And so I I I still believe in my industry we'll have that sort of longevity. And so I hope in a certain roundabout way, my friend, that answers your question.
Jeff Holman (23:10)
Yeah. Yeah. No, I think it does. ⁓ it's ⁓ there's a there's a challenge to I mean, everybody who's starting their own business, ⁓ you you do it. I'd say eyes wide open, but they're only open as wide as you can open them, right? We we don't know everything we're jumping into, but we but we do it because we we like the we like the challenge. You know, and so it's so I I can see that. That it's getting into the challenge and adding in the another country or another language.

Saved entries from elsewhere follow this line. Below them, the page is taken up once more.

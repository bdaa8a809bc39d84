use std::collections::{HashSet, VecDeque};

use parley_shared::protocol::ServerEvent;
use uuid::Uuid;

/// How many delivered envelope ids are remembered for duplicate detection.
pub const DEDUP_WINDOW: usize = 1024;

/// What applying one envelope did to local state.
#[derive(Debug, Clone, PartialEq)]
pub enum Applied {
    Updated,
    /// Already delivered once.
    Duplicate,
    /// Refers to something not held locally, or arrived while not live.
    /// The next fetch picks it up.
    Discarded,
    /// The open conversation no longer exists for this user.
    LeftConversation,
    /// Live call signaling, queued for the call layer.
    Signal,
}

/// Bounded set of recently seen envelope ids.
#[derive(Debug, Default)]
pub struct EnvelopeWindow {
    order: VecDeque<Uuid>,
    ids: HashSet<Uuid>,
}

impl EnvelopeWindow {
    /// Returns `false` when `id` was already recorded.
    pub fn record(&mut self, id: Uuid) -> bool {
        if !self.ids.insert(id) {
            return false;
        }
        self.order.push_back(id);
        if self.order.len() > DEDUP_WINDOW {
            if let Some(evicted) = self.order.pop_front() {
                self.ids.remove(&evicted);
            }
        }
        true
    }

    pub fn len(&self) -> usize {
        self.order.len()
    }

    pub fn is_empty(&self) -> bool {
        self.order.is_empty()
    }
}

/// Call signaling handed over to whatever drives the media session.
pub type SignalQueue = VecDeque<ServerEvent>;

#[cfg(test)]
mod tests {
    use super::*;

    #[test]
    fn window_rejects_repeats_and_stays_bounded() {
        let mut window = EnvelopeWindow::default();
        let first = Uuid::new_v4();
        assert!(window.record(first));
        assert!(!window.record(first));

        for _ in 0..DEDUP_WINDOW {
            window.record(Uuid::new_v4());
        }
        assert_eq!(window.len(), DEDUP_WINDOW);
        // Evicted, so it counts as new again.
        assert!(window.record(first));
    }
}
//! # parley-engine
//!
//! The mutation engine for two-party conversations. Every user action is one
//! method on [`Engine`]: it validates and authorizes the actor, applies the
//! change to the store in a single transaction, then hands the resulting
//! events to the [`Notifier`].

pub mod calls;
pub mod clock;
pub mod conversations;
pub mod directory;
pub mod engine;
pub mod error;
pub mod messages;
pub mod notifier;
pub mod storage;

pub use clock::{Clock, ManualClock, SystemClock};
pub use engine::{Engine, EngineConfig};
pub use error::{EngineError, Result};
pub use notifier::{DeliveryError, InProcessHub, Notifier, Outbox, Transport};
pub use storage::{BlobStorage, MemoryStorage, StorageError, Upload};

pub use calls::CallOutcome;
pub use messages::DeletionOutcome;
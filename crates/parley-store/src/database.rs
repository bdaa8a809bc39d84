//! Database connection management.
//!
//! The [`Database`] struct owns a [`rusqlite::Connection`] and guarantees that
//! migrations are run before any other operation.

use std::path::{Path, PathBuf};
use std::time::Duration;

use directories::ProjectDirs;
use rusqlite::Connection;

use crate::error::{Result, StoreError};
use crate::migrations;

/// How long a writer waits on a locked database before giving up.
const BUSY_TIMEOUT: Duration = Duration::from_secs(5);

/// Wrapper around a [`rusqlite::Connection`].
pub struct Database {
    conn: Connection,
}

impl Database {
    /// Open (or create) the default application database.
    ///
    /// The database file is placed in the platform-appropriate data directory:
    /// - Linux:   `~/.local/share/parley/parley.db`
    /// - macOS:   `~/Library/Application Support/org.parley.parley/parley.db`
    /// - Windows: `{FOLDERID_RoamingAppData}\parley\parley\data\parley.db`
    pub fn new() -> Result<Self> {
        let project_dirs =
            ProjectDirs::from("org", "parley", "parley").ok_or(StoreError::NoDataDir)?;

        let data_dir = project_dirs.data_dir();
        std::fs::create_dir_all(data_dir)?;

        let db_path = data_dir.join("parley.db");

        tracing::info!(path = %db_path.display(), "opening database");

        Self::open_at(&db_path)
    }

    /// Open (or create) a database at an explicit path.
    ///
    /// Several handles may point at the same file; SQLite's locking plus the
    /// uniqueness constraints in the schema arbitrate between them.
    pub fn open_at(path: &Path) -> Result<Self> {
        if let Some(parent) = path.parent() {
            if !parent.as_os_str().is_empty() {
                std::fs::create_dir_all(parent)?;
            }
        }

        let conn = Connection::open(path)?;
        conn.pragma_update(None, "journal_mode", "WAL")?;
        Self::prepare(conn)
    }

    /// Open a private in-memory database (tests, ephemeral runs).
    pub fn open_in_memory() -> Result<Self> {
        Self::prepare(Connection::open_in_memory()?)
    }

    fn prepare(conn: Connection) -> Result<Self> {
        conn.pragma_update(None, "foreign_keys", "ON")?;
        conn.busy_timeout(BUSY_TIMEOUT)?;

        migrations::run_migrations(&conn)?;

        Ok(Self { conn })
    }

    /// Return a reference to the underlying `rusqlite::Connection`.
    pub fn conn(&self) -> &Connection {
        &self.conn
    }

    /// Return the filesystem path of the open database (if any).
    pub fn path(&self) -> Option<PathBuf> {
        self.conn.path().map(PathBuf::from)
    }

    /// Run `f` as a single write transaction.
    ///
    /// `BEGIN IMMEDIATE` takes the write lock up front, so every
    /// read-modify-write inside `f` observes and mutates the same snapshot.
    /// Any error rolls the whole unit back.
    pub fn atomically<T, E>(
        &mut self,
        f: impl FnOnce(&Database) -> std::result::Result<T, E>,
    ) -> std::result::Result<T, E>
    where
        E: From<StoreError>,
    {
        self.conn
            .execute_batch("BEGIN IMMEDIATE")
            .map_err(StoreError::from)?;

        match f(self) {
            Ok(value) => {
                self.conn
                    .execute_batch("COMMIT")
                    .map_err(StoreError::from)?;
                Ok(value)
            }
            Err(e) => {
                if let Err(rollback) = self.conn.execute_batch("ROLLBACK") {
                    tracing::error!(error = %rollback, "rollback failed");
                }
                Err(e)
            }
        }
    }
}

#[cfg(test)]
mod tests {
    use super::*;

    #[test]
    fn open_round_trip() {
        let dir = tempfile::tempdir().unwrap();
        let path = dir.path().join("nested").join("test.db");

        let db = Database::open_at(&path).expect("should open");
        assert!(db.path().is_some());

        // Re-opening runs no migration twice.
        drop(db);
        Database::open_at(&path).expect("should reopen");
    }

    #[test]
    fn atomically_rolls_back_on_error() {
        let mut db = Database::open_in_memory().unwrap();

        let result: std::result::Result<(), StoreError> = db.atomically(|db| {
            db.conn().execute(
                "INSERT INTO users (id, display_name, created_at) VALUES (1, 'Ada', '2024-01-01T00:00:00.000000Z')",
                [],
            )?;
            Err(StoreError::NotFound)
        });
        assert!(result.is_err());

        let count: i64 = db
            .conn()
            .query_row("SELECT COUNT(*) FROM users", [], |row| row.get(0))
            .unwrap();
        assert_eq!(count, 0);
    }
}
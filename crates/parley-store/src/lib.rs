//! # parley-store
//!
//! Durable state for two-party conversations: conversations, messages, call
//! records, the user directory and blocks, backed by SQLite.
//!
//! The crate exposes a synchronous `Database` handle that wraps a
//! `rusqlite::Connection` and provides typed helpers for every domain model,
//! plus the per-user visibility filter that merges messages and calls into
//! one timeline.

pub mod blocks;
pub mod calls;
pub mod conversations;
pub mod database;
pub mod messages;
pub mod migrations;
pub mod models;
pub mod preview;
pub mod timeline;
pub mod users;

mod error;
mod sql;

pub use database::Database;
pub use error::{Result, StoreError};
pub use models::*;
pub use preview::format_activity_preview;
pub use timeline::TimelineItem;
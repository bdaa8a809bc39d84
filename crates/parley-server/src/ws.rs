//! Per-user event stream.
//!
//! A client opens `GET /ws` with its actor header and receives every
//! envelope published on its private channel as one JSON text frame.
//! Nothing the client sends is interpreted; it only keeps the socket alive.

use axum::{
    extract::{
        ws::{Message, WebSocket, WebSocketUpgrade},
        State,
    },
    response::IntoResponse,
    Extension,
};
use futures::{SinkExt, StreamExt};
use parley_shared::types::UserId;
use tracing::{debug, info, warn};

use crate::api::AppState;
use crate::auth::Actor;

pub async fn subscribe(
    ws: WebSocketUpgrade,
    State(state): State<AppState>,
    Extension(Actor(user)): Extension<Actor>,
) -> impl IntoResponse {
    ws.on_upgrade(move |socket| stream_events(socket, state, user))
}

async fn stream_events(socket: WebSocket, state: AppState, user: UserId) {
    let (mut ws_sender, mut ws_receiver) = socket.split();
    let mut events = state.hub.subscribe(user);
    info!(user = %user, "event stream opened");

    loop {
        tokio::select! {
            envelope = events.recv() => {
                let Some(envelope) = envelope else { break };
                let text = match envelope.to_json() {
                    Ok(text) => text,
                    Err(e) => {
                        warn!(user = %user, error = %e, "failed to encode envelope");
                        continue;
                    }
                };
                if ws_sender.send(Message::Text(text)).await.is_err() {
                    break;
                }
            }
            frame = ws_receiver.next() => match frame {
                Some(Ok(Message::Ping(data))) => {
                    if ws_sender.send(Message::Pong(data)).await.is_err() {
                        break;
                    }
                }
                Some(Ok(Message::Close(_))) | None => break,
                Some(Err(e)) => {
                    debug!(user = %user, error = %e, "websocket receive error");
                    break;
                }
                Some(Ok(_)) => {}
            },
        }
    }

    // Dropping the receiver lets the hub prune this subscriber.
    drop(events);
    info!(user = %user, "event stream closed");
}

That's just ⁓ incremental challenge on top of the challenge that you're already seeking out actively anyway. So so that makes sense. thanks for walking through that. You've been doing this since was it two thousand eight or two thousand nine that you've been doing this as the CEO after your
Richard Blank (23:57)
Didn't start like you think.
Jeff Holman (23:59)
how to tell us how it started.
Richard Blank (24:01)
No, first the website with Flash. ⁓ back in October of two thousand and seven and then February sixth of two thousand and eight, I landed my first account, which was one seat for one week. I I don't do that now. But that was my buddy and wanted to test me. ⁓ and then we grew. Our largest at one time was 187. But how do you grow a company in another country with limited funds? And so
I I was renting space, Jeff, at like a seat at an internet cafe, really. So I was doing station by station, that was turner key. It wasn't a real internet cafe, it was an office that was running me roads as I could grow. And so know, they had IT support, it wasn't glamorous, but it was exciting. It was it was raw. And so there was a certain point where my pay per seat.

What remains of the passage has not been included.